Japan was the only major combatant that employed poison gas on the battlefield. (The Germans used poison gas, but for exterminations in death camps.) The Japanese deployed poison gas freely in China as a trump card to overcome stubborn or threatening Chinese resistance. In just the 1938 campaign up the Yangtze River towards the Wuhan region, a Japanese report noted the use of gas over 370 times.
The Japanese also unleashed biological weapons, though the full scale remains unknown. The notorious Unit 731 in Manchuria conducted hideous medical experiments on unanesthetized prisoners, injecting them with pathogens such as anthrax and typhus. Doses and methods of infection were investigated. Films of their human subjects’ torments became recruiting tools for Japanese researchers. Agents who became bioweapon saboteurs spread diseases in China and the Soviet Union. Outbreaks of plague after the war caused many thousands of deaths.
Most Asian civilians who died in the Asia-Pacific suffered protracted, painful deaths from starvation and disease. A large number of all atomic bomb deaths occurred at or near the speed of light. That is faster than human physiology can register sensation. Firestorms following the atomic blasts were major factors in the death toll. The weighing of the death figures versus the particulars of people’s agony pushes us to the very limits of the human ability to make moral judgments. But what it does not do is sanction silence on the deaths of civilians who were not Japanese.
So, just how relevant is this for today?

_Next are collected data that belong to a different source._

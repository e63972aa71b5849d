use crate::domain::snapshot::{ExpiryBucket, ExpirySlots, ScoreBreakdown, TradingMandate};

/// Validate the upstream `primary_recommendation` directive.
///
/// Anything outside the three legal bucket keys falls back deterministically
/// to the weekly bucket (the shortest-dated, most time-sensitive one). The
/// returned flag reports whether the fallback fired.
pub fn resolve_primary(raw: Option<&str>) -> (ExpiryBucket, bool) {
    match raw.and_then(ExpiryBucket::parse) {
        Some(bucket) => (bucket, false),
        None => (ExpiryBucket::Weekly, true),
    }
}

/// Recompute the primary recommendation from scores when no upstream
/// directive is trusted: highest composite among buckets that allow trading.
///
/// Buckets are visited shortest-dated first, so a composite tie resolves to
/// the earlier expiry. Returns `None` when no bucket allows trading; the
/// caller must render an explicit no-trade state rather than picking a
/// vetoed bucket.
pub fn select_from_scores(
    scores: &ExpirySlots<ScoreBreakdown>,
    mandates: &ExpirySlots<TradingMandate>,
) -> Option<ExpiryBucket> {
    let mut best: Option<(ExpiryBucket, f64)> = None;
    for (bucket, mandate) in mandates.iter() {
        if !mandate.is_trade_allowed {
            continue;
        }
        let composite = scores.get(bucket).composite;
        if best.map_or(true, |(_, c)| composite > c) {
            best = Some((bucket, composite));
        }
    }
    best.map(|(bucket, _)| bucket)
}

#[cfg(test)]
mod tests {
    use super::*;
    use crate::domain::snapshot::{Confidence, RegimeName};

    fn score(composite: f64) -> ScoreBreakdown {
        ScoreBreakdown {
            composite,
            confidence: Confidence::Medium,
            ..ScoreBreakdown::absent()
        }
    }

    fn mandate(allowed: bool) -> TradingMandate {
        TradingMandate {
            regime_name: RegimeName::ModerateShort,
            is_trade_allowed: allowed,
            ..TradingMandate::disabled("test")
        }
    }

    #[test]
    fn resolve_primary_accepts_legal_keys() {
        assert_eq!(
            resolve_primary(Some("monthly")),
            (ExpiryBucket::Monthly, false)
        );
        assert_eq!(
            resolve_primary(Some("next_weekly")),
            (ExpiryBucket::NextWeekly, false)
        );
    }

    #[test]
    fn resolve_primary_falls_back_to_weekly_on_illegal_value() {
        assert_eq!(
            resolve_primary(Some("quarterly")),
            (ExpiryBucket::Weekly, true)
        );
        assert_eq!(resolve_primary(None), (ExpiryBucket::Weekly, true));
        assert_eq!(resolve_primary(Some("")), (ExpiryBucket::Weekly, true));
    }

    #[test]
    fn select_prefers_highest_composite_among_allowed() {
        let scores = ExpirySlots {
            weekly: score(8.2),
            next_weekly: score(7.1),
            monthly: score(9.0),
        };
        let mandates = ExpirySlots {
            weekly: mandate(true),
            next_weekly: mandate(true),
            monthly: mandate(true),
        };
        assert_eq!(
            select_from_scores(&scores, &mandates),
            Some(ExpiryBucket::Monthly)
        );
    }

    #[test]
    fn select_skips_vetoed_buckets() {
        let scores = ExpirySlots {
            weekly: score(8.2),
            next_weekly: score(7.1),
            monthly: score(9.0),
        };
        let mandates = ExpirySlots {
            weekly: mandate(true),
            next_weekly: mandate(true),
            monthly: mandate(false),
        };
        assert_eq!(
            select_from_scores(&scores, &mandates),
            Some(ExpiryBucket::Weekly)
        );
    }

    #[test]
    fn select_returns_none_when_nothing_is_allowed() {
        let scores = ExpirySlots {
            weekly: score(8.2),
            next_weekly: score(7.1),
            monthly: score(9.0),
        };
        let mandates = ExpirySlots {
            weekly: mandate(false),
            next_weekly: mandate(false),
            monthly: mandate(false),
        };
        assert_eq!(select_from_scores(&scores, &mandates), None);
    }

    #[test]
    fn composite_tie_resolves_to_the_shorter_dated_bucket() {
        let scores = ExpirySlots {
            weekly: score(7.0),
            next_weekly: score(7.0),
            monthly: score(7.0),
        };
        let mandates = ExpirySlots {
            weekly: mandate(true),
            next_weekly: mandate(true),
            monthly: mandate(true),
        };
        assert_eq!(
            select_from_scores(&scores, &mandates),
            Some(ExpiryBucket::Weekly)
        );
    }
}
//! Platform identifier newtypes.
//!
//! Platform ids are opaque snowflake strings. Wrapping them keeps guild,
//! channel, user and generic entity ids from being mixed up.

use serde::{Deserialize, Serialize};
use std::fmt;

/// Identifier of a guild (server).
#[derive(Debug, Clone, PartialEq, Eq, Hash, PartialOrd, Ord, Serialize, Deserialize)]
#[serde(transparent)]
pub struct GuildId(String);

impl GuildId {
    /// Creates a guild identifier.
    #[must_use]
    pub fn new(value: impl Into<String>) -> Self {
        Self(value.into())
    }

    /// Returns the identifier as a string slice.
    #[must_use]
    pub fn as_str(&self) -> &str {
        &self.0
    }
}

impl fmt::Display for GuildId {
    fn fmt(&self, f: &mut fmt::Formatter<'_>) -> fmt::Result {
        f.write_str(&self.0)
    }
}

/// Identifier of a text channel.
#[derive(Debug, Clone, PartialEq, Eq, Hash, Serialize, Deserialize)]
#[serde(transparent)]
pub struct ChannelId(String);

impl ChannelId {
    /// Creates a channel identifier.
    #[must_use]
    pub fn new(value: impl Into<String>) -> Self {
        Self(value.into())
    }

    /// Returns the identifier as a string slice.
    #[must_use]
    pub fn as_str(&self) -> &str {
        &self.0
    }
}

impl fmt::Display for ChannelId {
    fn fmt(&self, f: &mut fmt::Formatter<'_>) -> fmt::Result {
        f.write_str(&self.0)
    }
}

/// Identifier of the user who sent a message or interaction.
#[derive(Debug, Clone, PartialEq, Eq, Hash, Serialize, Deserialize)]
#[serde(transparent)]
pub struct UserId(String);

impl UserId {
    /// Creates a user identifier.
    #[must_use]
    pub fn new(value: impl Into<String>) -> Self {
        Self(value.into())
    }

    /// Returns the identifier as a string slice.
    #[must_use]
    pub fn as_str(&self) -> &str {
        &self.0
    }
}

impl fmt::Display for UserId {
    fn fmt(&self, f: &mut fmt::Formatter<'_>) -> fmt::Result {
        f.write_str(&self.0)
    }
}

/// Normalized identifier of a referenced entity (user, role, channel,
/// message).
#[derive(Debug, Clone, PartialEq, Eq, Hash, Serialize, Deserialize)]
#[serde(transparent)]
pub struct EntityId(String);

impl EntityId {
    /// Creates an entity identifier.
    #[must_use]
    pub fn new(value: impl Into<String>) -> Self {
        Self(value.into())
    }

    /// Returns the identifier as a string slice.
    #[must_use]
    pub fn as_str(&self) -> &str {
        &self.0
    }
}

impl fmt::Display for EntityId {
    fn fmt(&self, f: &mut fmt::Formatter<'_>) -> fmt::Result {
        f.write_str(&self.0)
    }
}
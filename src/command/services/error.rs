//! Dispatch error taxonomy.

use thiserror::Error;

use crate::command::domain::{ParameterError, PermissionDenial, Permissions};
use crate::command::ports::{HandlerError, TransportError};

/// Result type for dispatch operations.
pub type DispatchResult<T> = Result<T, DispatchError>;

/// Every way a dispatch can fail after input reached the engine.
///
/// The dispatcher catches each of these exactly once and turns it into a
/// single system message.
#[derive(Debug, Error)]
pub enum DispatchError {
    /// No command answers to the name.
    #[error("command not found: {0}")]
    CommandNotFound(String),

    /// Scope, DM policy or permission rule rejected the invocation.
    #[error("permission denied for '{command}': {denial}")]
    Permissions {
        /// Qualified command name.
        command: String,
        /// Reason for the denial.
        denial: PermissionDenial,
    },

    /// Raw input could not be bound to the parameter schema.
    #[error("invalid input for '{command}': {source}")]
    Parameter {
        /// Qualified command name.
        command: String,
        /// Binding failure.
        source: ParameterError,
    },

    /// The handler returned an error.
    #[error("command '{command}' failed: {source}")]
    Handler {
        /// Qualified command name.
        command: String,
        /// Handler failure.
        source: HandlerError,
    },

    /// The handler exceeded its deadline.
    #[error("command '{command}' did not finish within {seconds}s")]
    HandlerTimedOut {
        /// Qualified command name.
        command: String,
        /// Configured deadline.
        seconds: u64,
    },

    /// The handler panicked.
    #[error("command '{command}' panicked: {detail}")]
    HandlerPanicked {
        /// Qualified command name.
        command: String,
        /// Panic message, when it was a string.
        detail: String,
    },

    /// The resolved node has no handler attached.
    #[error("command '{command}' has no handler")]
    NoHandler {
        /// Qualified command name.
        command: String,
    },

    /// Acknowledging or replying failed.
    #[error(transparent)]
    Transport(#[from] TransportError),
}

impl DispatchError {
    /// Returns the command name the error refers to, if known.
    #[must_use]
    pub fn command(&self) -> Option<&str> {
        match self {
            Self::CommandNotFound(name) => Some(name),
            Self::Permissions { command, .. }
            | Self::Parameter { command, .. }
            | Self::Handler { command, .. }
            | Self::HandlerTimedOut { command, .. }
            | Self::HandlerPanicked { command, .. }
            | Self::NoHandler { command } => Some(command),
            Self::Transport(_) => None,
        }
    }

    /// Returns the missing permission set for bitfield denials.
    #[must_use]
    pub const fn required_permissions(&self) -> Option<Permissions> {
        match self {
            Self::Permissions { denial, .. } => denial.required_permissions(),
            _ => None,
        }
    }

    /// Returns the user-facing detail line.
    #[must_use]
    pub fn detail(&self) -> String {
        match self {
            Self::Permissions { denial, .. } => denial.to_string(),
            Self::Parameter { source, .. } => source.to_string(),
            Self::Handler { source, .. } => source.to_string(),
            Self::CommandNotFound(_)
            | Self::HandlerTimedOut { .. }
            | Self::HandlerPanicked { .. }
            | Self::NoHandler { .. }
            | Self::Transport(_) => self.to_string(),
        }
    }
}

A colleague of mine teaches a course on World War II at the University of Virginia. After one class on the Asia-Pacific War and the atomic bombs, a female student from China approached him and said: “In China, we teach about the atomic bombs differently. When the atomic bombs are mentioned, the whole class stands up and applauds.”
This is revealing not just about China. The ongoing troubled relationship of Japan to other Asian nations has its roots in the Asia-Pacific War and the vast disparity between Japanese civilian deaths and those all over the region due to Japan’s invasions and atrocities. Our focus must shift to the tens of millions of people who suffered and died as a result of Japan’s invasion of 14 countries in what it described as the “Greater East-Asia Co-Prosperity Sphere.”